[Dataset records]
──────
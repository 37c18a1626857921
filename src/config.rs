//! Application-level configuration: JSON file first, then environment overrides.

use std::{env, fs, io::ErrorKind, path::PathBuf};

use serde::Deserialize;
use tracing::{info, warn};

use crate::{
    dao::game_store::ProtocolSettings,
    services::{arbiter::ArbiterSettings, hub::HubSettings, websocket_service::ConnectionSettings},
};

/// Default location on disk where the server looks for the JSON configuration.
const DEFAULT_CONFIG_PATH: &str = "config/app.json";
/// Environment variable that overrides [`DEFAULT_CONFIG_PATH`].
const CONFIG_PATH_ENV: &str = "DELTA_BACK_CONFIG_PATH";
const DEFAULT_REDIS_URL: &str = "redis://127.0.0.1:6379";
const DEFAULT_PORT: u16 = 8080;

/// Which [`GameStore`](crate::dao::game_store::GameStore) implementation to run.
#[derive(Debug, Clone, Copy, PartialEq, Eq, Deserialize)]
#[serde(rename_all = "lowercase")]
pub enum StoreBackend {
    Redis,
    /// Single-process only; instances do not share state.
    Memory,
}

impl StoreBackend {
    fn parse(raw: &str) -> Option<Self> {
        match raw.trim().to_ascii_lowercase().as_str() {
            "redis" => Some(Self::Redis),
            "memory" => Some(Self::Memory),
            _ => None,
        }
    }

    /// Label used in logs and health responses.
    pub fn as_str(self) -> &'static str {
        match self {
            Self::Redis => "redis",
            Self::Memory => "memory",
        }
    }
}

/// Shared store connection settings.
#[derive(Debug, Clone, Deserialize)]
#[serde(default, rename_all = "camelCase")]
pub struct StoreSettings {
    pub backend: StoreBackend,
    pub redis_url: String,
}

impl Default for StoreSettings {
    fn default() -> Self {
        Self {
            backend: StoreBackend::Redis,
            redis_url: DEFAULT_REDIS_URL.into(),
        }
    }
}

/// Word files; the built-in ladder is used when no map is given.
#[derive(Debug, Clone, Default, Deserialize)]
#[serde(default, rename_all = "camelCase")]
pub struct WordSettings {
    pub word_map_path: Option<PathBuf>,
    pub start_words_path: Option<PathBuf>,
}

#[derive(Debug, Clone, Deserialize)]
#[serde(default, rename_all = "camelCase")]
/// Immutable runtime configuration shared across the application.
pub struct AppConfig {
    pub port: u16,
    pub store: StoreSettings,
    pub protocol: ProtocolSettings,
    pub connection: ConnectionSettings,
    pub hub: HubSettings,
    pub arbiter: ArbiterSettings,
    pub words: WordSettings,
}

impl Default for AppConfig {
    fn default() -> Self {
        Self {
            port: DEFAULT_PORT,
            store: StoreSettings::default(),
            protocol: ProtocolSettings::default(),
            connection: ConnectionSettings::default(),
            hub: HubSettings::default(),
            arbiter: ArbiterSettings::default(),
            words: WordSettings::default(),
        }
    }
}

impl AppConfig {
    /// Load the configuration file, fall back to defaults when it is missing or
    /// broken, then apply environment overrides.
    pub fn load() -> Self {
        let mut config = Self::load_file();
        config.apply_env(|key| env::var(key).ok());
        config
    }

    fn load_file() -> Self {
        let path = resolve_config_path();
        match fs::read_to_string(&path) {
            Ok(contents) => match serde_json::from_str::<Self>(&contents) {
                Ok(config) => {
                    info!(path = %path.display(), "loaded configuration file");
                    config
                }
                Err(err) => {
                    warn!(
                        path = %path.display(),
                        error = %err,
                        "failed to parse config; falling back to defaults"
                    );
                    Self::default()
                }
            },
            Err(err) if err.kind() == ErrorKind::NotFound => {
                info!(
                    path = %path.display(),
                    "config file not found; using built-in defaults"
                );
                Self::default()
            }
            Err(err) => {
                warn!(
                    path = %path.display(),
                    error = %err,
                    "failed to read config; falling back to defaults"
                );
                Self::default()
            }
        }
    }

    /// Apply `REDIS_URL`, `PORT`, `STORE_BACKEND`, `WORD_MAP_PATH` and
    /// `START_WORDS_PATH` from `lookup`. Unparseable values are logged and ignored.
    pub fn apply_env(&mut self, lookup: impl Fn(&str) -> Option<String>) {
        let lookup = |key: &str| lookup(key).filter(|value| !value.trim().is_empty());

        if let Some(url) = lookup("REDIS_URL") {
            self.store.redis_url = url;
        }
        if let Some(raw) = lookup("PORT") {
            match raw.trim().parse() {
                Ok(port) => self.port = port,
                Err(_) => warn!(value = %raw, "ignoring invalid PORT"),
            }
        }
        if let Some(raw) = lookup("STORE_BACKEND") {
            match StoreBackend::parse(&raw) {
                Some(backend) => self.store.backend = backend,
                None => warn!(value = %raw, "ignoring unknown STORE_BACKEND"),
            }
        }
        if let Some(path) = lookup("WORD_MAP_PATH") {
            self.words.word_map_path = Some(PathBuf::from(path));
        }
        if let Some(path) = lookup("START_WORDS_PATH") {
            self.words.start_words_path = Some(PathBuf::from(path));
        }
    }
}

/// Resolve the configuration path taking the environment override into account.
fn resolve_config_path() -> PathBuf {
    env::var_os(CONFIG_PATH_ENV)
        .map(PathBuf::from)
        .filter(|path| !path.as_os_str().is_empty())
        .unwrap_or_else(|| PathBuf::from(DEFAULT_CONFIG_PATH))
}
──────
> Assignment
Lines in the data containing the string "trim" are to be counted; give that number alone.

> Written answer
3